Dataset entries

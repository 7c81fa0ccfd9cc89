//! The per-module query facade.
//!
//! [`ErlangModule`] owns one immutable [`SourceFile`] snapshot, an optional
//! [`ModuleStub`], and a set of compute-once fact slots. Every query is a
//! read over derived state; nothing here mutates the module. Whether a fact
//! category is served from the stub or from a live traversal is decided in
//! exactly one place per category — the cached getter — never in the query
//! methods themselves.

use std::sync::Arc;

use indexmap::IndexMap;
use rustc_hash::{FxHashMap, FxHashSet};
use smol_str::SmolStr;

use crate::syntax::{Attribute, SourceFile};
use super::cache::LazyFact;
use super::extract;
use super::facts::{
    BehaviourRef, Callback, Function, ImportEntry, Include, Macro, Record, Spec, TypeAlias,
    signature,
};
use super::stub::ModuleStub;

/// Fallback module name for a file: the file name without its last extension.
///
/// Used when no `-module(...)` attribute is present; `"parser.erl"` yields
/// `"parser"`, `"rebar.config"` yields `"rebar"`.
pub fn default_module_name(file_name: &str) -> SmolStr {
    match file_name.rsplit_once('.') {
        Some((stem, _ext)) if !stem.is_empty() => stem.into(),
        _ => file_name.into(),
    }
}

/// One fact slot per category; all scoped to a single snapshot.
#[derive(Debug, Default)]
struct DerivedFacts {
    module_name: LazyFact<Option<SmolStr>>,
    attributes: LazyFact<Vec<Attribute>>,
    functions: LazyFact<Vec<Function>>,
    records: LazyFact<Vec<Record>>,
    macros: LazyFact<Vec<Macro>>,
    types: LazyFact<Vec<TypeAlias>>,
    imports: LazyFact<Vec<ImportEntry>>,
    callbacks: LazyFact<Vec<Callback>>,
    optional_callbacks: LazyFact<Vec<Callback>>,
    behaviours: LazyFact<Vec<BehaviourRef>>,
    specifications: LazyFact<Vec<Spec>>,
    includes: LazyFact<Vec<Include>>,
    include_libs: LazyFact<Vec<Include>>,
    functions_by_name: LazyFact<FxHashMap<SmolStr, Vec<Function>>>,
    imports_by_name: LazyFact<FxHashMap<SmolStr, Vec<ImportEntry>>>,
    records_by_name: LazyFact<FxHashMap<SmolStr, Record>>,
    macros_by_name: LazyFact<FxHashMap<SmolStr, Macro>>,
    types_by_name: LazyFact<FxHashMap<SmolStr, TypeAlias>>,
    callback_map: LazyFact<IndexMap<SmolStr, Callback>>,
    exported_signatures: LazyFact<FxHashSet<SmolStr>>,
    exported_functions: LazyFact<Vec<Function>>,
    no_auto_import_signatures: LazyFact<FxHashSet<SmolStr>>,
    export_all: LazyFact<bool>,
    no_auto_import_all: LazyFact<bool>,
    parse_transforms: LazyFact<Vec<SmolStr>>,
}

/// The semantic model of one Erlang module.
#[derive(Debug)]
pub struct ErlangModule {
    source: Arc<SourceFile>,
    stub: Option<Arc<ModuleStub>>,
    default_name: SmolStr,
    facts: DerivedFacts,
}

impl ErlangModule {
    /// Build a tree-backed module. `file_name` supplies the fallback name
    /// used when the source declares no `-module(...)`.
    pub fn new(source: Arc<SourceFile>, file_name: &str) -> Self {
        Self {
            source,
            stub: None,
            default_name: default_module_name(file_name),
            facts: DerivedFacts::default(),
        }
    }

    /// Build a stub-backed module. Queries the stub precomputed, everything
    /// else falls back to the tree.
    pub fn with_stub(source: Arc<SourceFile>, stub: Arc<ModuleStub>, file_name: &str) -> Self {
        Self {
            source,
            stub: Some(stub),
            default_name: default_module_name(file_name),
            facts: DerivedFacts::default(),
        }
    }

    /// The underlying snapshot.
    pub fn source(&self) -> &Arc<SourceFile> {
        &self.source
    }

    /// The attached stub, if any.
    pub fn stub(&self) -> Option<&Arc<ModuleStub>> {
        self.stub.as_ref()
    }

    /// The declared `-module(...)` name, if present.
    pub fn module_name(&self) -> Option<SmolStr> {
        if let Some(stub) = &self.stub {
            return stub.module_name.clone();
        }
        self.facts
            .module_name
            .get_or_compute(|| extract::module_name(&self.source))
            .as_ref()
            .clone()
    }

    /// The effective module name: declared, else derived from the file name.
    pub fn name(&self) -> SmolStr {
        self.module_name().unwrap_or_else(|| self.default_name.clone())
    }

    // ------------------------------------------------------------------
    // Raw ordered snapshots, one per fact category
    // ------------------------------------------------------------------

    /// All attributes, in source order.
    pub fn attributes(&self) -> Arc<Vec<Attribute>> {
        self.facts
            .attributes
            .get_or_compute(|| extract::attributes(&self.source))
    }

    /// All functions, in source order.
    pub fn functions(&self) -> Arc<Vec<Function>> {
        self.facts.functions.get_or_compute(|| match &self.stub {
            Some(stub) => stub.functions.clone(),
            None => extract::functions(&self.source),
        })
    }

    /// All records, in source order.
    pub fn records(&self) -> Arc<Vec<Record>> {
        self.facts.records.get_or_compute(|| match &self.stub {
            Some(stub) => stub.records.clone(),
            None => extract::records(&self.source),
        })
    }

    /// All macro definitions, in source order.
    pub fn macros(&self) -> Arc<Vec<Macro>> {
        self.facts.macros.get_or_compute(|| match &self.stub {
            Some(stub) => stub.macros.clone(),
            None => extract::macros(&self.source),
        })
    }

    /// All type declarations, in source order.
    pub fn types(&self) -> Arc<Vec<TypeAlias>> {
        self.facts.types.get_or_compute(|| match &self.stub {
            Some(stub) => stub.types.clone(),
            None => extract::types(&self.source),
        })
    }

    /// All import entries, in source order.
    pub fn imported_functions(&self) -> Arc<Vec<ImportEntry>> {
        self.facts
            .imports
            .get_or_compute(|| extract::imports(&self.source))
    }

    /// All callback declarations, in source order, duplicates kept.
    pub fn callbacks(&self) -> Arc<Vec<Callback>> {
        self.facts.callbacks.get_or_compute(|| match &self.stub {
            Some(stub) => stub.callbacks.clone(),
            None => extract::callbacks(&self.source),
        })
    }

    /// All optional-callback entries, in source order.
    pub fn optional_callbacks(&self) -> Arc<Vec<Callback>> {
        self.facts
            .optional_callbacks
            .get_or_compute(|| match &self.stub {
                Some(stub) => stub.optional_callbacks.clone(),
                None => extract::optional_callbacks(&self.source),
            })
    }

    /// All behaviour references, in source order.
    pub fn behaviours(&self) -> Arc<Vec<BehaviourRef>> {
        self.facts.behaviours.get_or_compute(|| match &self.stub {
            Some(stub) => stub.behaviours.clone(),
            None => extract::behaviours(&self.source),
        })
    }

    /// All spec declarations, in source order.
    pub fn specifications(&self) -> Arc<Vec<Spec>> {
        self.facts
            .specifications
            .get_or_compute(|| match &self.stub {
                Some(stub) => stub.specifications.clone(),
                None => extract::specifications(&self.source),
            })
    }

    /// All `-include` paths, in source order.
    pub fn includes(&self) -> Arc<Vec<Include>> {
        self.facts
            .includes
            .get_or_compute(|| extract::includes(&self.source))
    }

    /// All `-include_lib` paths, in source order.
    pub fn include_libs(&self) -> Arc<Vec<Include>> {
        self.facts
            .include_libs
            .get_or_compute(|| extract::include_libs(&self.source))
    }

    /// The functions that are exported, in declaration order.
    pub fn exported_functions(&self) -> Arc<Vec<Function>> {
        self.facts.exported_functions.get_or_compute(|| {
            let export_all = self.is_exported_all();
            let sigs = self.exported_signatures();
            self.functions()
                .iter()
                .filter(|f| export_all || sigs.contains(&f.signature()))
                .cloned()
                .collect()
        })
    }

    /// The explicit export set (signatures listed in `-export` attributes).
    pub fn exported_signatures(&self) -> Arc<FxHashSet<SmolStr>> {
        self.facts
            .exported_signatures
            .get_or_compute(|| extract::exported_signatures(&self.source))
    }

    // ------------------------------------------------------------------
    // Keyed lookups
    // ------------------------------------------------------------------

    /// First function with this exact name and arity, if declared.
    pub fn function(&self, name: &str, arity: u32) -> Option<Function> {
        self.functions_by_name_map()
            .get(name)?
            .iter()
            .find(|f| f.arity == arity)
            .cloned()
    }

    /// Every declared arity for this name, in declaration order.
    pub fn functions_by_name(&self, name: &str) -> Vec<Function> {
        self.functions_by_name_map()
            .get(name)
            .cloned()
            .unwrap_or_default()
    }

    /// The record with this name; on duplicates, the first declaration wins.
    pub fn record(&self, name: &str) -> Option<Record> {
        self.facts
            .records_by_name
            .get_or_compute(|| {
                let mut map = FxHashMap::default();
                for record in self.records().iter() {
                    map.entry(record.name.clone()).or_insert_with(|| record.clone());
                }
                map
            })
            .get(name)
            .cloned()
    }

    /// The macro with this name; on duplicates, the first definition wins.
    pub fn macro_def(&self, name: &str) -> Option<Macro> {
        self.facts
            .macros_by_name
            .get_or_compute(|| {
                let mut map = FxHashMap::default();
                for mac in self.macros().iter() {
                    map.entry(mac.name.clone()).or_insert_with(|| mac.clone());
                }
                map
            })
            .get(name)
            .cloned()
    }

    /// The type with this name; on duplicates, the first declaration wins.
    pub fn type_alias(&self, name: &str) -> Option<TypeAlias> {
        self.facts
            .types_by_name
            .get_or_compute(|| {
                let mut map = FxHashMap::default();
                for ty in self.types().iter() {
                    map.entry(ty.name.clone()).or_insert_with(|| ty.clone());
                }
                map
            })
            .get(name)
            .cloned()
    }

    /// The callback map keyed by `"name/arity"`; on duplicate signatures,
    /// the last declaration wins.
    pub fn callback_map(&self) -> Arc<IndexMap<SmolStr, Callback>> {
        self.facts.callback_map.get_or_compute(|| {
            let mut map = IndexMap::new();
            for callback in self.callbacks().iter() {
                map.insert(callback.signature(), callback.clone());
            }
            map
        })
    }

    /// The callback with this `"name/arity"` signature, if declared.
    pub fn callback_by_signature(&self, sig: &str) -> Option<Callback> {
        self.callback_map().get(sig).cloned()
    }

    /// The import entry matching this name and arity, if declared.
    pub fn imported_function(&self, name: &str, arity: u32) -> Option<ImportEntry> {
        self.facts
            .imports_by_name
            .get_or_compute(|| {
                let mut map: FxHashMap<SmolStr, Vec<ImportEntry>> = FxHashMap::default();
                for entry in self.imported_functions().iter() {
                    map.entry(entry.name.clone()).or_default().push(entry.clone());
                }
                map
            })
            .get(name)?
            .iter()
            .find(|entry| entry.arity == arity)
            .cloned()
    }

    fn functions_by_name_map(&self) -> Arc<FxHashMap<SmolStr, Vec<Function>>> {
        self.facts.functions_by_name.get_or_compute(|| {
            let mut map: FxHashMap<SmolStr, Vec<Function>> = FxHashMap::default();
            for function in self.functions().iter() {
                map.entry(function.name.clone()).or_default().push(function.clone());
            }
            map
        })
    }

    // ------------------------------------------------------------------
    // Flag-backed queries
    // ------------------------------------------------------------------

    /// Whether `-compile(export_all)` is in effect.
    pub fn is_exported_all(&self) -> bool {
        if let Some(stub) = &self.stub {
            return stub.export_all;
        }
        *self
            .facts
            .export_all
            .get_or_compute(|| extract::has_compile_option(&self.source, "export_all"))
    }

    /// Whether this `"name/arity"` signature is exported. `export_all`
    /// makes every signature exported, listed or not.
    pub fn is_exported(&self, sig: &str) -> bool {
        if self.is_exported_all() {
            return true;
        }
        self.exported_signatures().contains(sig)
    }

    /// Whether a bare `-compile(no_auto_import)` option is in effect.
    pub fn is_no_auto_import_all(&self) -> bool {
        *self
            .facts
            .no_auto_import_all
            .get_or_compute(|| extract::has_compile_option(&self.source, "no_auto_import"))
    }

    /// Whether auto-import of `name/arity` is suppressed, either globally or
    /// by an explicit `{no_auto_import, [...]}` entry.
    pub fn is_no_auto_import(&self, name: &str, arity: u32) -> bool {
        if self.is_no_auto_import_all() {
            return true;
        }
        self.facts
            .no_auto_import_signatures
            .get_or_compute(|| extract::no_auto_import_signatures(&self.source))
            .contains(&signature(name, arity))
    }

    /// Whether this module defines a behaviour: it exports
    /// `behaviour_info/1`, or declares at least one callback.
    pub fn is_behaviour(&self) -> bool {
        if let Some(stub) = &self.stub {
            return stub.is_behaviour;
        }
        let info = self.function("behaviour_info", 1);
        info.is_some_and(|f| self.is_exported(&f.signature())) || !self.callback_map().is_empty()
    }

    /// Add this module's declared parse transforms to `out`.
    ///
    /// Additive so callers can merge declarations from several sources (a
    /// module file plus a build config) into one running set. A stub answers
    /// from its flattened comma-joined string without touching the tree.
    pub fn add_declared_parse_transforms(&self, out: &mut FxHashSet<SmolStr>) {
        if let Some(stub) = &self.stub {
            if let Some(joined) = &stub.parse_transforms {
                out.extend(
                    joined
                        .split(',')
                        .filter(|part| !part.is_empty())
                        .map(SmolStr::from),
                );
            }
            return;
        }
        let transforms = self
            .facts
            .parse_transforms
            .get_or_compute(|| extract::parse_transforms(&self.source));
        out.extend(transforms.iter().cloned());
    }

    /// Populate the hot fact categories eagerly. Used by batch indexing so
    /// later queries from any thread hit warm slots.
    pub fn prefetch(&self) {
        self.functions();
        self.attributes();
        self.records();
        self.macros();
        self.types();
        self.exported_signatures();
        self.callback_map();
        self.behaviours();
        self.imported_functions();
        self.is_exported_all();
    }
}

§ **TASK GOAL**
Give only the lines from the one holding "map.insert(callback.signature(), callback.clone());" through the one holding "fn functions_by_name_map(&self) ->", each restated exactly as it appears above.

§ **RESPONSE TO THE EXERCISE**
                map.insert(callback.signature(), callback.clone());
            }
            map
        })
    }

    /// The callback with this `"name/arity"` signature, if declared.
    pub fn callback_by_signature(&self, sig: &str) -> Option<Callback> {
        self.callback_map().get(sig).cloned()
    }

    /// The import entry matching this name and arity, if declared.
    pub fn imported_function(&self, name: &str, arity: u32) -> Option<ImportEntry> {
        self.facts
            .imports_by_name
            .get_or_compute(|| {
                let mut map: FxHashMap<SmolStr, Vec<ImportEntry>> = FxHashMap::default();
                for entry in self.imported_functions().iter() {
                    map.entry(entry.name.clone()).or_default().push(entry.clone());
                }
                map
            })
            .get(name)?
            .iter()
            .find(|entry| entry.arity == arity)
            .cloned()
    }

    fn functions_by_name_map(&self) -> Arc<FxHashMap<SmolStr, Vec<Function>>> {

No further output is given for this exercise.